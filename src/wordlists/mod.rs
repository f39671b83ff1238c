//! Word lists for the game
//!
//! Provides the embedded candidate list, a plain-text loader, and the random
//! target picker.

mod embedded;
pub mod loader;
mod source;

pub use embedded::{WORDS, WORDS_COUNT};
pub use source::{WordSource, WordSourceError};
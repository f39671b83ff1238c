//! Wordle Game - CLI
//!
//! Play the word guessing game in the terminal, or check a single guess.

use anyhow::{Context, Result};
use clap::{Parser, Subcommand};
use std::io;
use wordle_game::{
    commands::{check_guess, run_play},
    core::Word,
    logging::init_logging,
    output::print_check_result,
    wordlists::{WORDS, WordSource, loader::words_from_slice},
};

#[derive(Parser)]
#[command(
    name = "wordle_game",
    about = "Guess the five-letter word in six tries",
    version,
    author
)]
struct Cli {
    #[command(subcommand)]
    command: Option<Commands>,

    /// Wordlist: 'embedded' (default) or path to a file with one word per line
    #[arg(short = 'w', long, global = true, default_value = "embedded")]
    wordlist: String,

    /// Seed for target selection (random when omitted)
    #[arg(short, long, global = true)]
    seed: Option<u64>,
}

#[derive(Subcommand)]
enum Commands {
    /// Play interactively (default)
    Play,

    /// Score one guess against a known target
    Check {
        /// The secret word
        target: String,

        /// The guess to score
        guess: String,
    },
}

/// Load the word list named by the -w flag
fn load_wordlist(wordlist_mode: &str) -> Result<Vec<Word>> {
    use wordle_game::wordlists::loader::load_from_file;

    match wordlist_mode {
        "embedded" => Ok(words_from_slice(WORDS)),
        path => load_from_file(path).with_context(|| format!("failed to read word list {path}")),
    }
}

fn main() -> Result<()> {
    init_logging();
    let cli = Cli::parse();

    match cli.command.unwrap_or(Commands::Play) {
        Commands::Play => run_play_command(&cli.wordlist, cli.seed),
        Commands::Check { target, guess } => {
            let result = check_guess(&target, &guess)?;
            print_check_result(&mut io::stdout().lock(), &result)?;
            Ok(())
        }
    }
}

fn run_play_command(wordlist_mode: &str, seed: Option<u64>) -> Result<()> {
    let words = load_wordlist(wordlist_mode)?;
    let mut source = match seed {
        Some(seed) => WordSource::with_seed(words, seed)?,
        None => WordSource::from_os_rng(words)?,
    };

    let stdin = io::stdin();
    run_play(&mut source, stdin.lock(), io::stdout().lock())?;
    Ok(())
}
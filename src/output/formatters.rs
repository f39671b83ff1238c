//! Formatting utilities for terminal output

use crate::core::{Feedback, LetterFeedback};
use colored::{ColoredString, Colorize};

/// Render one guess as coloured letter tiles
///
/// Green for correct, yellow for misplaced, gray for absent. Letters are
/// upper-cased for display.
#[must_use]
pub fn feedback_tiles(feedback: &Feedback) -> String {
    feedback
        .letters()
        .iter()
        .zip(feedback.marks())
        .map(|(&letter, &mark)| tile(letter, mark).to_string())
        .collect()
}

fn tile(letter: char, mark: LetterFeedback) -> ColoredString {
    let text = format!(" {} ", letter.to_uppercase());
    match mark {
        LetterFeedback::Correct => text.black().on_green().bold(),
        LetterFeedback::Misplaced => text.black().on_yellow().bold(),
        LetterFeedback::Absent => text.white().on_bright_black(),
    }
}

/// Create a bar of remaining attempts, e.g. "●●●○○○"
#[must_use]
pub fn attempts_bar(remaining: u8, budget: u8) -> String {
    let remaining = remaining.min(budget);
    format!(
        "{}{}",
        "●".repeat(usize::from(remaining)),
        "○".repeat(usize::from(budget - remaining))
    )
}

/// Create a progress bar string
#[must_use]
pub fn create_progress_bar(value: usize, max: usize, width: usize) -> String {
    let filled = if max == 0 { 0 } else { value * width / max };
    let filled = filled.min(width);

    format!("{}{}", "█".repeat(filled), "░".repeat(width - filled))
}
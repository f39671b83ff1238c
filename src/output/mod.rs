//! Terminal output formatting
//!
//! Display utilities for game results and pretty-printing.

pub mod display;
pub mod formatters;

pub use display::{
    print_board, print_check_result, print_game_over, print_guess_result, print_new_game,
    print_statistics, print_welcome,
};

================

• [Task to carry out] Precisely the lines between those holding "pub fn attempts_bar(remaining: u8, budget: u8)" and "pub mod display;", inclusive, are to be reproduced from the listing above, with nothing added.

• [Task output]
pub fn attempts_bar(remaining: u8, budget: u8) -> String {
    let remaining = remaining.min(budget);
    format!(
        "{}{}",
        "●".repeat(usize::from(remaining)),
        "○".repeat(usize::from(budget - remaining))
    )
}

/// Create a progress bar string
#[must_use]
pub fn create_progress_bar(value: usize, max: usize, width: usize) -> String {
    let filled = if max == 0 { 0 } else { value * width / max };
    let filled = filled.min(width);

    format!("{}{}", "█".repeat(filled), "░".repeat(width - filled))
}
repository f39671b83ff1238c
filename src/output/mod.rs
//! Terminal output formatting
//!
//! Display utilities for game results and pretty-printing.

pub mod display;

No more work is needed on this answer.